**Goal of the exercise**
Every line in the records below with the string "input" is to be copied out.
╭─ Record set
//! Event handler for the TUI
//!
//! Routes keyboard events to the appropriate handlers based on the current
//! application state. Handlers are thin adapters: they translate a key into
//! a ledger call, then let `App::refresh` recompute totals and suggestions
//! before the next frame renders.

use anyhow::Result;
use crossterm::event::{KeyCode, KeyEvent};

use super::app::{ActiveDialog, App};
use super::dialogs;
use super::event::Event;

/// Handle an incoming event
pub fn handle_event(app: &mut App, event: Event) -> Result<()> {
    match event {
        Event::Key(key) => handle_key_event(app, key),
        Event::Tick => Ok(()),
        Event::Resize(_, _) => Ok(()),
    }
}

/// Handle a key event
fn handle_key_event(app: &mut App, key: KeyEvent) -> Result<()> {
    // A new keypress invalidates the previous status message.
    app.clear_status();

    // Dialogs capture all input while open.
    match app.active_dialog {
        ActiveDialog::AddExpense | ActiveDialog::EditExpense(_) => {
            return dialogs::expense::handle_key(app, key);
        }
        ActiveDialog::Salary => {
            dialogs::salary::handle_key(app, key);
            return Ok(());
        }
        ActiveDialog::Goals => {
            dialogs::goals::handle_key(app, key);
            return Ok(());
        }
        ActiveDialog::Help => {
            dialogs::help::handle_key(app, key);
            return Ok(());
        }
        ActiveDialog::None => {}
    }

    handle_normal_key(app, key)
}

/// Handle keys in normal (no dialog) mode
fn handle_normal_key(app: &mut App, key: KeyEvent) -> Result<()> {
    match key.code {
        // Quit
        KeyCode::Char('q') | KeyCode::Char('Q') => app.quit(),

        // Help
        KeyCode::Char('?') => app.open_dialog(ActiveDialog::Help),

        // Navigation
        KeyCode::Char('j') | KeyCode::Down => app.move_down(),
        KeyCode::Char('k') | KeyCode::Up => app.move_up(),

        // Add expense
        KeyCode::Char('a') | KeyCode::Char('n') => app.open_dialog(ActiveDialog::AddExpense),

        // Edit selected expense
        KeyCode::Char('e') | KeyCode::Enter => {
            if let Some(expense) = app.selected_expense() {
                app.open_dialog(ActiveDialog::EditExpense(expense.id));
            }
        }

        // Delete selected expense
        KeyCode::Char('d') | KeyCode::Delete => {
            if let Some(expense) = app.selected_expense() {
                // The id comes from the live selection; NotFound here is a
                // sequencing bug and propagates as fatal.
                let removed = app.ledger.remove_expense(expense.id)?;
                app.refresh();
                app.set_status(format!(
                    "Deleted '{}' ({})",
                    removed.description,
                    removed
                        .amount
                        .format_with_symbol(&app.settings.currency_symbol)
                ));
            }
        }

        // Set monthly salary
        KeyCode::Char('s') => app.open_dialog(ActiveDialog::Salary),

        // Edit goals
        KeyCode::Char('g') => app.open_dialog(ActiveDialog::Goals),

        _ => {}
    }

    Ok(())
}

#[cfg(test)]
mod tests {
    use super::*;
    use crate::config::Settings;
    use crate::ledger::Ledger;
    use crate::models::Money;
    use crossterm::event::KeyModifiers;

    fn key(code: KeyCode) -> Event {
        Event::Key(KeyEvent::new(code, KeyModifiers::NONE))
    }

    fn press(app: &mut App, code: KeyCode) {
        handle_event(app, key(code)).unwrap();
    }

    fn type_str(app: &mut App, s: &str) {
        for c in s.chars() {
            press(app, KeyCode::Char(c));
        }
    }

    #[test]
    fn test_quit() {
        let settings = Settings::default();
        let mut app = App::new(&settings, Ledger::new());
        press(&mut app, KeyCode::Char('q'));
        assert!(app.should_quit);
    }

    #[test]
    fn test_add_expense_through_dialog() {
        let settings = Settings::default();
        let mut app = App::new(&settings, Ledger::with_salary(Money::from_dollars(5000)));

        press(&mut app, KeyCode::Char('a'));
        assert_eq!(app.active_dialog, ActiveDialog::AddExpense);

        type_str(&mut app, "Rent");
        press(&mut app, KeyCode::Tab);
        type_str(&mut app, "1200");
        press(&mut app, KeyCode::Enter);

        assert!(!app.has_dialog());
        assert_eq!(app.ledger.expenses().len(), 1);
        assert_eq!(app.totals.total, Money::from_dollars(1200));
        assert_eq!(app.totals.remaining, Money::from_dollars(3800));
        assert_eq!(app.totals.savings, Money::from_dollars(3800));
        assert!(app.suggestions.is_empty());
    }

    #[test]
    fn test_add_rejects_empty_description_and_keeps_dialog_open() {
        let settings = Settings::default();
        let mut app = App::new(&settings, Ledger::new());

        press(&mut app, KeyCode::Char('a'));
        press(&mut app, KeyCode::Tab);
        type_str(&mut app, "25");
        press(&mut app, KeyCode::Enter);

        assert!(app.has_dialog(), "dialog stays open on validation failure");
        assert!(app.expense_form.error_message.is_some());
        assert!(app.ledger.expenses().is_empty());
        assert_eq!(app.expense_form.amount.value(), "25", "input preserved");
    }

    #[test]
    fn test_add_rejects_bad_amount() {
        let settings = Settings::default();
        let mut app = App::new(&settings, Ledger::new());

        press(&mut app, KeyCode::Char('a'));
        type_str(&mut app, "Coffee");
        press(&mut app, KeyCode::Enter); // amount empty

        assert!(app.has_dialog());
        assert!(app.ledger.expenses().is_empty());
    }

    #[test]
    fn test_edit_selected_expense() {
        let settings = Settings::default();
        let mut ledger = Ledger::new();
        let id = ledger.add_expense("Rent", Money::from_dollars(1200)).unwrap().id;
        let mut app = App::new(&settings, ledger);

        press(&mut app, KeyCode::Char('e'));
        assert_eq!(app.active_dialog, ActiveDialog::EditExpense(id));

        // Move focus to the amount field and replace the prefilled value.
        press(&mut app, KeyCode::Tab);
        app.expense_form.amount.clear();
        type_str(&mut app, "1350");
        press(&mut app, KeyCode::Enter);

        assert!(!app.has_dialog());
        let expense = app.ledger.expense(id).unwrap();
        assert_eq!(expense.amount, Money::from_dollars(1350));
        assert_eq!(app.totals.total, Money::from_dollars(1350));
    }

    #[test]
    fn test_cancel_edit_leaves_ledger_untouched() {
        let settings = Settings::default();
        let mut ledger = Ledger::new();
        let id = ledger.add_expense("Rent", Money::from_dollars(1200)).unwrap().id;
        let mut app = App::new(&settings, ledger);

        press(&mut app, KeyCode::Char('e'));
        type_str(&mut app, " something else");
        press(&mut app, KeyCode::Esc);

        assert!(!app.has_dialog());
        assert_eq!(app.ledger.expense(id).unwrap().description, "Rent");
    }

    #[test]
    fn test_delete_selected_expense() {
        let settings = Settings::default();
        let mut ledger = Ledger::with_salary(Money::from_dollars(5000));
        ledger.add_expense("Rent", Money::from_dollars(1200)).unwrap();
        ledger.add_expense("Food", Money::from_dollars(300)).unwrap();
        let mut app = App::new(&settings, ledger);

        press(&mut app, KeyCode::Char('j'));
        press(&mut app, KeyCode::Char('d'));

        assert_eq!(app.ledger.expenses().len(), 1);
        assert_eq!(app.totals.total, Money::from_dollars(1200));
        assert!(app.status_message.as_deref().unwrap().contains("Food"));
    }

    #[test]
    fn test_delete_with_no_expenses_is_noop() {
        let settings = Settings::default();
        let mut app = App::new(&settings, Ledger::new());
        press(&mut app, KeyCode::Char('d'));
        assert!(app.ledger.expenses().is_empty());
    }

    #[test]
    fn test_salary_dialog_coerces_garbage_to_zero() {
        let settings = Settings::default();
        let mut app = App::new(&settings, Ledger::with_salary(Money::from_dollars(5000)));

        press(&mut app, KeyCode::Char('s'));
        assert_eq!(app.active_dialog, ActiveDialog::Salary);
        app.salary_form.amount.clear();
        // Digit filter blocks letters, leaving an empty field.
        type_str(&mut app, "abc");
        press(&mut app, KeyCode::Enter);

        assert_eq!(app.ledger.monthly_salary(), Money::zero());
        assert_eq!(app.totals.savings, Money::zero());
    }

    #[test]
    fn test_goal_change_triggers_suggestions() {
        let settings = Settings::default();
        let mut app = App::new(&settings, Ledger::with_salary(Money::from_dollars(20000)));
        assert!(app.suggestions.is_empty());

        press(&mut app, KeyCode::Char('g'));
        type_str(&mut app, "Emergency Fund");
        press(&mut app, KeyCode::Enter);

        assert_eq!(app.suggestions.len(), 2);
        assert_eq!(app.suggestions[0].category, "Certificates of Deposit (CDs)");
        assert_eq!(app.suggestions[1].category, "High-Yield Savings Accounts");
    }

    #[test]
    fn test_long_term_goal_branch() {
        let settings = Settings::default();
        let mut app = App::new(&settings, Ledger::with_salary(Money::from_dollars(20000)));

        press(&mut app, KeyCode::Char('g'));
        press(&mut app, KeyCode::Tab);
        type_str(&mut app, "Retirement planning");
        press(&mut app, KeyCode::Enter);

        let categories: Vec<_> = app.suggestions.iter().map(|s| s.category).collect();
        assert_eq!(categories, vec!["Stocks", "Mutual Funds"]);
    }

    #[test]
    fn test_help_opens_and_any_key_closes() {
        let settings = Settings::default();
        let mut app = App::new(&settings, Ledger::new());
        press(&mut app, KeyCode::Char('?'));
        assert_eq!(app.active_dialog, ActiveDialog::Help);
        press(&mut app, KeyCode::Char('x'));
        assert!(!app.has_dialog());
    }
}
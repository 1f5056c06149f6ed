use std::fs::OpenOptions;
use std::path::PathBuf;
use std::sync::Mutex;

use anyhow::Result;
use clap::Parser;
use tracing_subscriber::EnvFilter;

use spendwise::config::{SpendwisePaths, Settings};
use spendwise::ledger::Ledger;
use spendwise::models::Money;
use spendwise::tui::run_tui;

#[derive(Parser)]
#[command(
    name = "spendwise",
    author = "Kaylee Beyene",
    version,
    about = "Terminal-based personal budgeting with investment suggestions",
    long_about = "Spendwise is a terminal-based budgeting application. Track your \
                  monthly expenses against your salary, set short- and long-term \
                  financial goals, and get rule-based investment suggestions as \
                  your savings grow. All data is session-scoped: quitting starts \
                  you fresh."
)]
struct Cli {
    /// Monthly salary to start the session with (e.g. "5000" or "5000.50")
    #[arg(short, long)]
    salary: Option<String>,

    /// Override the data directory (settings and log file)
    #[arg(long, env = "SPENDWISE_DATA_DIR")]
    data_dir: Option<PathBuf>,
}

fn main() -> Result<()> {
    let cli = Cli::parse();

    // Initialize paths and settings
    let paths = match cli.data_dir {
        Some(dir) => SpendwisePaths::with_base_dir(dir),
        None => SpendwisePaths::new()?,
    };
    paths.ensure_directories()?;
    let settings = Settings::load_or_create(&paths)?;

    init_tracing(&paths)?;
    tracing::info!("starting spendwise");

    // Non-numeric or negative salary input starts the session at zero
    // rather than failing.
    let salary = cli
        .salary
        .as_deref()
        .map(|s| Money::parse_or_zero(s).or_zero())
        .unwrap_or_else(Money::zero);

    run_tui(&settings, Ledger::with_salary(salary))?;

    tracing::info!("spendwise exited cleanly");
    Ok(())
}

/// Set up tracing to the log file
///
/// The TUI owns stdout while raw mode is active, so log output goes to a
/// file under the data directory instead. `RUST_LOG` controls verbosity.
fn init_tracing(paths: &SpendwisePaths) -> Result<()> {
    let log_file = OpenOptions::new()
        .create(true)
        .append(true)
        .open(paths.log_file())?;

    let filter =
        EnvFilter::try_from_default_env().unwrap_or_else(|_| EnvFilter::new("spendwise=info"));

    tracing_subscriber::fmt()
        .with_env_filter(filter)
        .with_writer(Mutex::new(log_file))
        .with_ansi(false)
        .init();

    Ok(())
}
╰─
**Finished exercise**
    // Dialogs capture all input while open.
        assert_eq!(app.expense_form.amount.value(), "25", "input preserved");
    // Non-numeric or negative salary input starts the session at zero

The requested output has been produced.